● DIRECTIONS FOR THIS TASK
The entries below should be written out again exactly as they stand.

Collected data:
- - - -
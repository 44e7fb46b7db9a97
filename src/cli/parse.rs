//! CLI parse: clap types for artifact-forge. No behavior; definitions only.

use crate::types::ArtifactKind;
use clap::{Parser, Subcommand};
use std::path::PathBuf;

/// artifact-forge - batched artifact generation for work items
#[derive(Parser)]
#[command(name = "artifact-forge")]
#[command(about = "Generate schemas and test plans for work items with retry, batching and fallback")]
pub struct Cli {
    #[command(subcommand)]
    pub command: Commands,

    /// Workspace root directory
    #[arg(long, default_value = ".")]
    pub workspace: PathBuf,

    /// Configuration file path (overrides default config loading)
    #[arg(long)]
    pub config: Option<PathBuf>,

    /// Enable debug logging
    #[arg(long, default_value = "false")]
    pub verbose: bool,

    /// Disable logging entirely
    #[arg(long, default_value = "false", conflicts_with = "verbose")]
    pub quiet: bool,

    /// Log level (trace, debug, info, warn, error, off)
    #[arg(long)]
    pub log_level: Option<String>,

    /// Log format (json, text)
    #[arg(long)]
    pub log_format: Option<String>,

    /// Log output (stdout, stderr, file)
    #[arg(long)]
    pub log_output: Option<String>,
}

#[derive(Subcommand)]
pub enum Commands {
    /// Generate artifacts for every work item lacking a valid one
    Run {
        /// JSON file with the work items
        #[arg(long)]
        items: PathBuf,

        /// Artifact kind (schema, test-plan)
        #[arg(long)]
        kind: ArtifactKind,

        /// Override the configured batch size
        #[arg(long)]
        batch_size: Option<usize>,

        /// Override the configured concurrency
        #[arg(long)]
        concurrency: Option<usize>,

        /// Previous JSON result to refine; its successes are kept
        #[arg(long)]
        previous: Option<PathBuf>,

        /// Extra prompt context for a refinement run
        #[arg(long, requires = "previous")]
        context: Option<String>,

        /// Do not write generated artifacts
        #[arg(long, default_value = "false")]
        no_persist: bool,

        /// Print the result as JSON
        #[arg(long, default_value = "false")]
        json: bool,
    },

    /// Report which work items already have a valid artifact
    Check {
        /// JSON file with the work items
        #[arg(long)]
        items: PathBuf,

        /// Artifact kind (schema, test-plan)
        #[arg(long)]
        kind: ArtifactKind,

        /// Print the report as JSON
        #[arg(long, default_value = "false")]
        json: bool,
    },
}
//! Generation client boundary: the external text-generation service.

use crate::error::GenerationError;
use async_trait::async_trait;
use serde::{Deserialize, Serialize};

/// Per-call generation options
#[derive(Debug, Clone, PartialEq, Serialize, Deserialize)]
pub struct GenerationOptions {
    #[serde(default)]
    pub max_tokens: Option<u32>,
    #[serde(default)]
    pub temperature: Option<f32>,
    #[serde(default)]
    pub system_prompt: Option<String>,
}

impl Default for GenerationOptions {
    fn default() -> Self {
        Self {
            max_tokens: Some(4096),
            temperature: Some(0.2),
            system_prompt: None,
        }
    }
}

/// Sends a prompt, returns raw text or an error.
///
/// Implementations may be slow and unreliable; the pipeline treats the returned text as
/// opaque and classifies errors through [`GenerationError::class`].
#[async_trait]
pub trait GenerationClient: Send + Sync {
    async fn generate(
        &self,
        prompt: &str,
        options: &GenerationOptions,
    ) -> Result<String, GenerationError>;
}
- - - -
● RESPONSE TO THIS TASK
repository 44e7fb46b7db9a97
filename src/cli/parse.rs
//! CLI parse: clap types for artifact-forge. No behavior; definitions only.

use crate::types::ArtifactKind;
use clap::{Parser, Subcommand};
use std::path::PathBuf;

/// artifact-forge - batched artifact generation for work items
#[derive(Parser)]
#[command(name = "artifact-forge")]
#[command(about = "Generate schemas and test plans for work items with retry, batching and fallback")]
pub struct Cli {
    #[command(subcommand)]
    pub command: Commands,

    /// Workspace root directory
    #[arg(long, default_value = ".")]
    pub workspace: PathBuf,

    /// Configuration file path (overrides default config loading)
    #[arg(long)]
    pub config: Option<PathBuf>,

    /// Enable debug logging
    #[arg(long, default_value = "false")]
    pub verbose: bool,

    /// Disable logging entirely
    #[arg(long, default_value = "false", conflicts_with = "verbose")]
    pub quiet: bool,

    /// Log level (trace, debug, info, warn, error, off)
    #[arg(long)]
    pub log_level: Option<String>,

    /// Log format (json, text)
    #[arg(long)]
    pub log_format: Option<String>,

    /// Log output (stdout, stderr, file)
    #[arg(long)]
    pub log_output: Option<String>,
}

#[derive(Subcommand)]
pub enum Commands {
    /// Generate artifacts for every work item lacking a valid one
    Run {
        /// JSON file with the work items
        #[arg(long)]
        items: PathBuf,

        /// Artifact kind (schema, test-plan)
        #[arg(long)]
        kind: ArtifactKind,

        /// Override the configured batch size
        #[arg(long)]
        batch_size: Option<usize>,

        /// Override the configured concurrency
        #[arg(long)]
        concurrency: Option<usize>,

        /// Previous JSON result to refine; its successes are kept
        #[arg(long)]
        previous: Option<PathBuf>,

        /// Extra prompt context for a refinement run
        #[arg(long, requires = "previous")]
        context: Option<String>,

        /// Do not write generated artifacts
        #[arg(long, default_value = "false")]
        no_persist: bool,

        /// Print the result as JSON
        #[arg(long, default_value = "false")]
        json: bool,
    },

    /// Report which work items already have a valid artifact
    Check {
        /// JSON file with the work items
        #[arg(long)]
        items: PathBuf,

        /// Artifact kind (schema, test-plan)
        #[arg(long)]
        kind: ArtifactKind,

        /// Print the report as JSON
        #[arg(long, default_value = "false")]
        json: bool,
    },
}
//! Generation client boundary: the external text-generation service.

use crate::error::GenerationError;
use async_trait::async_trait;
use serde::{Deserialize, Serialize};

/// Per-call generation options
#[derive(Debug, Clone, PartialEq, Serialize, Deserialize)]
pub struct GenerationOptions {
    #[serde(default)]
    pub max_tokens: Option<u32>,
    #[serde(default)]
    pub temperature: Option<f32>,
    #[serde(default)]
    pub system_prompt: Option<String>,
}

impl Default for GenerationOptions {
    fn default() -> Self {
        Self {
            max_tokens: Some(4096),
            temperature: Some(0.2),
            system_prompt: None,
        }
    }
}

/// Sends a prompt, returns raw text or an error.
///
/// Implementations may be slow and unreliable; the pipeline treats the returned text as
/// opaque and classifies errors through [`GenerationError::class`].
#[async_trait]
pub trait GenerationClient: Send + Sync {
    async fn generate(
        &self,
        prompt: &str,
        options: &GenerationOptions,
    ) -> Result<String, GenerationError>;
}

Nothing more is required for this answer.